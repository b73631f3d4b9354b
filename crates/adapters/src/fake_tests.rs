// SPDX-License-Identifier: BUSL-1.1
// Copyright (c) 2026 Alfred Jean LLC

use super::{FakeProcessSupervisor, SupervisorCall};
use crate::supervisor::ProcessSupervisor;
use vnc_core::{BrokerError, ProcessProbe};

#[tokio::test]
async fn spawn_assigns_incrementing_pids_and_records_the_call() {
    let supervisor = FakeProcessSupervisor::new();

    let pid1 = supervisor
        .spawn("vm-a", "127.0.0.1", 5901, 6901)
        .await
        .unwrap();
    let pid2 = supervisor
        .spawn("vm-b", "127.0.0.1", 5902, 6902)
        .await
        .unwrap();

    assert_eq!(pid1, 1);
    assert_eq!(pid2, 2);
    assert_eq!(
        supervisor.calls(),
        vec![
            SupervisorCall::Spawn {
                vm_name: "vm-a".to_string(),
                vnc_host: "127.0.0.1".to_string(),
                vnc_port: 5901,
                ws_port: 6901,
            },
            SupervisorCall::Spawn {
                vm_name: "vm-b".to_string(),
                vnc_host: "127.0.0.1".to_string(),
                vnc_port: 5902,
                ws_port: 6902,
            },
        ]
    );
}

#[tokio::test]
async fn spawn_marks_the_pid_alive_and_the_port_busy() {
    let supervisor = FakeProcessSupervisor::new();
    let pid = supervisor
        .spawn("vm-a", "127.0.0.1", 5901, 6901)
        .await
        .unwrap();

    assert!(supervisor.is_alive(pid));
    assert!(!supervisor.is_port_free_os(6901));
}

#[tokio::test]
async fn spawn_fails_when_configured_to() {
    let supervisor = FakeProcessSupervisor::new();
    supervisor.set_fail_spawn(true);

    let err = supervisor
        .spawn("vm-a", "127.0.0.1", 5901, 6901)
        .await
        .unwrap_err();

    assert!(matches!(err, BrokerError::SpawnFailed { vm_name, .. } if vm_name == "vm-a"));
}

#[tokio::test]
async fn terminate_clears_liveness_and_frees_the_port() {
    let supervisor = FakeProcessSupervisor::new();
    let pid = supervisor
        .spawn("vm-a", "127.0.0.1", 5901, 6901)
        .await
        .unwrap();

    supervisor.terminate(pid).await.unwrap();

    assert!(!supervisor.is_alive(pid));
    assert!(supervisor.is_port_free_os(6901));
    assert_eq!(
        supervisor.calls().last(),
        Some(&SupervisorCall::Terminate { pid })
    );
}

#[tokio::test]
async fn terminate_fails_when_configured_to() {
    let supervisor = FakeProcessSupervisor::new();
    let pid = supervisor
        .spawn("vm-a", "127.0.0.1", 5901, 6901)
        .await
        .unwrap();
    supervisor.set_fail_terminate(true);

    let err = supervisor.terminate(pid).await.unwrap_err();

    assert!(matches!(err, BrokerError::TerminateFailed { pid: failed_pid } if failed_pid == pid));
    assert!(supervisor.is_alive(pid));
}

#[tokio::test]
async fn terminate_is_idempotent_for_an_unknown_pid() {
    let supervisor = FakeProcessSupervisor::new();
    supervisor.terminate(9999).await.unwrap();
    assert!(!supervisor.is_alive(9999));
}

#[test]
fn mark_dead_and_mark_port_busy_free_are_directly_controllable() {
    let supervisor = FakeProcessSupervisor::new();
    supervisor.mark_port_busy(6950);
    assert!(!supervisor.is_port_free_os(6950));
    supervisor.mark_port_free(6950);
    assert!(supervisor.is_port_free_os(6950));
}

#[tokio::test]
async fn mark_dead_overrides_a_previously_spawned_pid() {
    let supervisor = FakeProcessSupervisor::new();
    let pid = supervisor
        .spawn("vm-a", "127.0.0.1", 5901, 6901)
        .await
        .unwrap();

    supervisor.mark_dead(pid);

    assert!(!supervisor.is_alive(pid));
}

#[test]
fn inject_websockify_surfaces_an_adopted_process() {
    let supervisor = FakeProcessSupervisor::new();
    supervisor.inject_websockify(4242, 6950);

    assert!(supervisor.is_alive(4242));
    assert!(!supervisor.is_port_free_os(6950));
    assert_eq!(supervisor.enumerate_websockify(), vec![(4242, 6950)]);
}

#[test]
fn remove_websockify_reverses_an_injection() {
    let supervisor = FakeProcessSupervisor::new();
    supervisor.inject_websockify(4242, 6950);
    supervisor.remove_websockify(4242, 6950);

    assert!(!supervisor.is_alive(4242));
    assert!(supervisor.is_port_free_os(6950));
    assert!(supervisor.enumerate_websockify().is_empty());
}
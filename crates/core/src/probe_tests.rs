// SPDX-License-Identifier: BUSL-1.1
// Copyright (c) 2026 Alfred Jean LLC

use super::ProcessProbe;

struct StubProbe {
    alive_pids: Vec<u32>,
    free_ports: Vec<u16>,
    websockify: Vec<(u32, u16)>,
}

impl ProcessProbe for StubProbe {
    fn is_alive(&self, pid: u32) -> bool {
        self.alive_pids.contains(&pid)
    }

    fn is_port_free_os(&self, ws_port: u16) -> bool {
        self.free_ports.contains(&ws_port)
    }

    fn enumerate_websockify(&self) -> Vec<(u32, u16)> {
        self.websockify.clone()
    }
}

#[test]
fn trait_object_dispatches_to_the_concrete_impl() {
    let probe: Box<dyn ProcessProbe> = Box::new(StubProbe {
        alive_pids: vec![42],
        free_ports: vec![6100],
        websockify: vec![(42, 6101)],
    });

    assert!(probe.is_alive(42));
    assert!(!probe.is_alive(43));
    assert!(probe.is_port_free_os(6100));
    assert!(!probe.is_port_free_os(6101));
    assert_eq!(probe.enumerate_websockify(), vec![(42, 6101)]);
}
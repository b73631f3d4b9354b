// SPDX-License-Identifier: BUSL-1.1
// Copyright (c) 2026 Alfred Jean LLC

//! The cross-process advisory lock that serializes every Port Pool mutation.
//!
//! A per-thread mutex is not enough: API workers and the cleanup daemon are
//! separate OS processes, so the lock has to be a real file lock, auto-
//! released when its holder dies.

use std::fs::{File, OpenOptions};
use std::path::Path;
use std::thread;
use std::time::Duration;

use fs2::FileExt;
use vnc_core::BrokerError;

/// Backoff schedule for a contended lock (`spec.md` §4.1).
const RETRY_BACKOFF_MS: [u64; 3] = [10, 50, 250];

/// Acquire the exclusive lock at `path`, retrying with the documented
/// backoff schedule before giving up.
///
/// The returned `File` must be kept alive for the duration of the critical
/// section; the lock releases when it is dropped.
pub fn acquire_exclusive(path: &Path) -> Result<File, BrokerError> {
    if let Some(parent) = path.parent() {
        std::fs::create_dir_all(parent).map_err(|e| {
            BrokerError::PortAllocationError(format!(
                "creating lock file directory {}: {e}",
                parent.display()
            ))
        })?;
    }

    // Opened write+create+no-truncate so acquiring never clobbers a
    // concurrent holder's file before the lock itself is granted.
    let file = OpenOptions::new()
        .write(true)
        .create(true)
        .truncate(false)
        .open(path)
        .map_err(|e| {
            BrokerError::PortAllocationError(format!("opening lock file {}: {e}", path.display()))
        })?;

    let last_attempt = RETRY_BACKOFF_MS.len() - 1;
    for (attempt, delay_ms) in RETRY_BACKOFF_MS.iter().enumerate() {
        match file.try_lock_exclusive() {
            Ok(()) => return Ok(file),
            Err(e) if attempt == last_attempt => {
                return Err(BrokerError::PortAllocationError(format!(
                    "failed to acquire VNC port pool lock after {} attempts: {e}",
                    RETRY_BACKOFF_MS.len()
                )));
            }
            Err(_) => {
                tracing::debug!(
                    attempt,
                    delay_ms,
                    path = %path.display(),
                    "VNC port pool lock contended, backing off"
                );
                thread::sleep(Duration::from_millis(*delay_ms));
            }
        }
    }

    unreachable!("loop above always returns on its last iteration")
}

#[cfg(test)]
#[path = "lock_tests.rs"]
mod tests;
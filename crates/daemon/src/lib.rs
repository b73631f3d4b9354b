// SPDX-License-Identifier: BUSL-1.1
// Copyright (c) 2026 Alfred Jean LLC

#![cfg_attr(test, allow(clippy::unwrap_used))]
#![cfg_attr(test, allow(clippy::expect_used))]
#![cfg_attr(test, allow(clippy::panic))]

//! vnc-cleanupd: the Cleanup Daemon (`spec.md` §4.5).
//!
//! Runs `ReconcileStale` on a fixed cadence and logs a summary each tick.

use std::sync::Arc;
use std::time::Duration;

use tracing::{debug, info, warn};
use vnc_adapters::WebsockifySupervisor;
use vnc_core::{BrokerError, Config, ReconcileReport, SystemClock};
use vnc_engine::Reconciler;
use vnc_storage::PortPool;

/// High-water mark, as a percentage of the managed port range, above which
/// the daemon warns operators of pool pressure (`SPEC_FULL.md` §4.5).
const UTILIZATION_WARNING_PERCENT: f64 = 90.0;

pub struct Daemon {
    reconciler: Reconciler,
    port_pool: Arc<PortPool>,
    interval: Duration,
}

impl Daemon {
    pub fn new(config: Config) -> Self {
        let interval = Duration::from_secs(config.cleanup_interval_s);
        let clock = Arc::new(SystemClock);
        let supervisor = Arc::new(WebsockifySupervisor::new(config.clone()));
        let port_pool = Arc::new(PortPool::new(config, clock, supervisor));
        let reconciler = Reconciler::new(Arc::clone(&port_pool));
        Daemon {
            reconciler,
            port_pool,
            interval,
        }
    }

    pub fn interval(&self) -> Duration {
        self.interval
    }

    /// Run one reconciliation pass, logging a summary and surfacing pool
    /// pressure (`spec.md` §4.5, `SPEC_FULL.md` §4.5 supplement).
    pub fn tick(&self) -> Result<ReconcileReport, BrokerError> {
        let report = self.reconciler.reconcile_once()?;

        if report.stale_released > 0 || report.adopted > 0 || report.drift_warnings > 0 {
            info!(
                stale_released = report.stale_released,
                adopted = report.adopted,
                drift_warnings = report.drift_warnings,
                "reconcile tick completed"
            );
        } else {
            debug!("reconcile tick: nothing to do");
        }

        match self.port_pool.stats() {
            Ok(stats) if stats.utilization_percent >= UTILIZATION_WARNING_PERCENT => {
                warn!(
                    utilization_percent = stats.utilization_percent,
                    "port pool utilization is high"
                );
            }
            Ok(_) => {}
            Err(e) => warn!(error = %e, "failed to read pool stats after tick"),
        }

        Ok(report)
    }
}

/// Install a `tracing-subscriber` with `EnvFilter`, defaulting to `info`.
pub fn setup_logging() {
    use tracing_subscriber::{fmt, prelude::*, EnvFilter};

    let filter = EnvFilter::try_from_default_env().unwrap_or_else(|_| EnvFilter::new("info"));
    tracing_subscriber::registry()
        .with(filter)
        .with(fmt::layer())
        .init();
}

#[cfg(test)]
#[path = "lib_tests.rs"]
mod tests;
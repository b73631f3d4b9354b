// SPDX-License-Identifier: BUSL-1.1
// Copyright (c) 2026 Alfred Jean LLC

//! `vnc-cleanupd`: runs the Cleanup Daemon (`spec.md` §4.5) on a fixed
//! cadence, or once and exits with `--once`.

use clap::Parser;
use tokio::signal::unix::{signal, SignalKind};
use tracing::{error, info};
use vnc_core::Config;
use vnc_daemon::Daemon;

#[derive(Parser)]
#[command(name = "vnc-cleanupd", about = "VNC session broker cleanup daemon")]
struct Cli {
    /// Run a single reconciliation pass, print the report, and exit.
    #[arg(long)]
    once: bool,

    /// Override `VNC_CLEANUP_INTERVAL_S` for this run.
    #[arg(long)]
    interval: Option<u64>,
}

#[tokio::main]
async fn main() -> Result<(), Box<dyn std::error::Error>> {
    vnc_daemon::setup_logging();
    let cli = Cli::parse();

    let mut config = Config::load();
    if let Some(interval) = cli.interval {
        config.cleanup_interval_s = interval;
    }
    let daemon = Daemon::new(config);

    if cli.once {
        let report = daemon.tick()?;
        println!("{report:#?}");
        return Ok(());
    }

    info!(
        interval_s = daemon.interval().as_secs(),
        "cleanup daemon starting"
    );

    let mut ticker = tokio::time::interval(daemon.interval());
    let mut sigterm = signal(SignalKind::terminate())?;
    let mut sigint = signal(SignalKind::interrupt())?;

    loop {
        tokio::select! {
            // `tick()` runs to completion before this branch can be
            // re-selected, so a signal received mid-tick is only acted on
            // once the in-flight reconciliation has finished.
            _ = ticker.tick() => {
                if let Err(e) = daemon.tick() {
                    error!(error = %e, "reconcile tick failed");
                }
            }
            _ = sigterm.recv() => {
                info!("received SIGTERM, draining in-flight tick");
                break;
            }
            _ = sigint.recv() => {
                info!("received SIGINT, draining in-flight tick");
                break;
            }
        }
    }

    info!("cleanup daemon stopped");
    Ok(())
}
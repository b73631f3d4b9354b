// SPDX-License-Identifier: BUSL-1.1
// Copyright (c) 2026 Alfred Jean LLC

//! Fake process supervisor for testing
#![cfg_attr(coverage_nightly, coverage(off))]

use async_trait::async_trait;
use parking_lot::Mutex;
use std::collections::{HashMap, HashSet};
use std::sync::Arc;
use vnc_core::{BrokerError, ProcessProbe};

use crate::supervisor::ProcessSupervisor;

/// Recorded supervisor call, for assertions on call order/arguments.
#[derive(Debug, Clone, PartialEq, Eq)]
pub enum SupervisorCall {
    Spawn {
        vm_name: String,
        vnc_host: String,
        vnc_port: u16,
        ws_port: u16,
    },
    Terminate {
        pid: u32,
    },
}

struct FakeState {
    next_pid: u32,
    alive_pids: HashSet<u32>,
    busy_ports: HashSet<u16>,
    port_by_pid: HashMap<u32, u16>,
    websockify: Vec<(u32, u16)>,
    calls: Vec<SupervisorCall>,
    fail_spawn: bool,
    fail_terminate: bool,
}

/// In-memory stand-in for `WebsockifySupervisor`. Every `spawn` call
/// succeeds with a fresh synthetic pid unless `fail_spawn` is set.
#[derive(Clone)]
pub struct FakeProcessSupervisor {
    inner: Arc<Mutex<FakeState>>,
}

impl Default for FakeProcessSupervisor {
    fn default() -> Self {
        FakeProcessSupervisor {
            inner: Arc::new(Mutex::new(FakeState {
                next_pid: 1,
                alive_pids: HashSet::new(),
                busy_ports: HashSet::new(),
                port_by_pid: HashMap::new(),
                websockify: Vec::new(),
                calls: Vec::new(),
                fail_spawn: false,
                fail_terminate: false,
            })),
        }
    }
}

impl FakeProcessSupervisor {
    pub fn new() -> Self {
        Self::default()
    }

    pub fn calls(&self) -> Vec<SupervisorCall> {
        self.inner.lock().calls.clone()
    }

    pub fn set_fail_spawn(&self, fail: bool) {
        self.inner.lock().fail_spawn = fail;
    }

    pub fn set_fail_terminate(&self, fail: bool) {
        self.inner.lock().fail_terminate = fail;
    }

    pub fn mark_dead(&self, pid: u32) {
        self.inner.lock().alive_pids.remove(&pid);
    }

    pub fn mark_port_busy(&self, ws_port: u16) {
        self.inner.lock().busy_ports.insert(ws_port);
    }

    pub fn mark_port_free(&self, ws_port: u16) {
        self.inner.lock().busy_ports.remove(&ws_port);
    }

    /// Inject an externally-spawned process for adoption scenarios (S4).
    pub fn inject_websockify(&self, pid: u32, ws_port: u16) {
        let mut inner = self.inner.lock();
        inner.alive_pids.insert(pid);
        inner.busy_ports.insert(ws_port);
        inner.websockify.push((pid, ws_port));
    }

    pub fn remove_websockify(&self, pid: u32, ws_port: u16) {
        let mut inner = self.inner.lock();
        inner.alive_pids.remove(&pid);
        inner.busy_ports.remove(&ws_port);
        inner.websockify.retain(|entry| *entry != (pid, ws_port));
    }
}

#[async_trait]
impl ProcessSupervisor for FakeProcessSupervisor {
    async fn spawn(
        &self,
        vm_name: &str,
        vnc_host: &str,
        vnc_port: u16,
        ws_port: u16,
    ) -> Result<u32, BrokerError> {
        let mut inner = self.inner.lock();
        inner.calls.push(SupervisorCall::Spawn {
            vm_name: vm_name.to_string(),
            vnc_host: vnc_host.to_string(),
            vnc_port,
            ws_port,
        });

        if inner.fail_spawn {
            return Err(BrokerError::SpawnFailed {
                vm_name: vm_name.to_string(),
                reason: "fake supervisor configured to fail spawn".to_string(),
            });
        }

        let pid = inner.next_pid;
        inner.next_pid += 1;
        inner.alive_pids.insert(pid);
        inner.busy_ports.insert(ws_port);
        inner.port_by_pid.insert(pid, ws_port);
        Ok(pid)
    }

    async fn terminate(&self, pid: u32) -> Result<(), BrokerError> {
        let mut inner = self.inner.lock();
        inner.calls.push(SupervisorCall::Terminate { pid });

        if inner.fail_terminate {
            return Err(BrokerError::TerminateFailed { pid });
        }

        inner.alive_pids.remove(&pid);
        if let Some(port) = inner.port_by_pid.remove(&pid) {
            inner.busy_ports.remove(&port);
        }
        Ok(())
    }
}

impl ProcessProbe for FakeProcessSupervisor {
    fn is_alive(&self, pid: u32) -> bool {
        self.inner.lock().alive_pids.contains(&pid)
    }

    fn is_port_free_os(&self, ws_port: u16) -> bool {
        !self.inner.lock().busy_ports.contains(&ws_port)
    }

    fn enumerate_websockify(&self) -> Vec<(u32, u16)> {
        self.inner.lock().websockify.clone()
    }
}

#[cfg(test)]
#[path = "fake_tests.rs"]
mod tests;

## Work request
The expected output is exactly the lines of the listing above between the line holding "with the documented" and the line holding "to acquire VNC", inclusive.

## Answer for the task
/// Acquire the exclusive lock at `path`, retrying with the documented
/// backoff schedule before giving up.
///
/// The returned `File` must be kept alive for the duration of the critical
/// section; the lock releases when it is dropped.
pub fn acquire_exclusive(path: &Path) -> Result<File, BrokerError> {
    if let Some(parent) = path.parent() {
        std::fs::create_dir_all(parent).map_err(|e| {
            BrokerError::PortAllocationError(format!(
                "creating lock file directory {}: {e}",
                parent.display()
            ))
        })?;
    }

    // Opened write+create+no-truncate so acquiring never clobbers a
    // concurrent holder's file before the lock itself is granted.
    let file = OpenOptions::new()
        .write(true)
        .create(true)
        .truncate(false)
        .open(path)
        .map_err(|e| {
            BrokerError::PortAllocationError(format!("opening lock file {}: {e}", path.display()))
        })?;

    let last_attempt = RETRY_BACKOFF_MS.len() - 1;
    for (attempt, delay_ms) in RETRY_BACKOFF_MS.iter().enumerate() {
        match file.try_lock_exclusive() {
            Ok(()) => return Ok(file),
            Err(e) if attempt == last_attempt => {
                return Err(BrokerError::PortAllocationError(format!(
                    "failed to acquire VNC port pool lock after {} attempts: {e}",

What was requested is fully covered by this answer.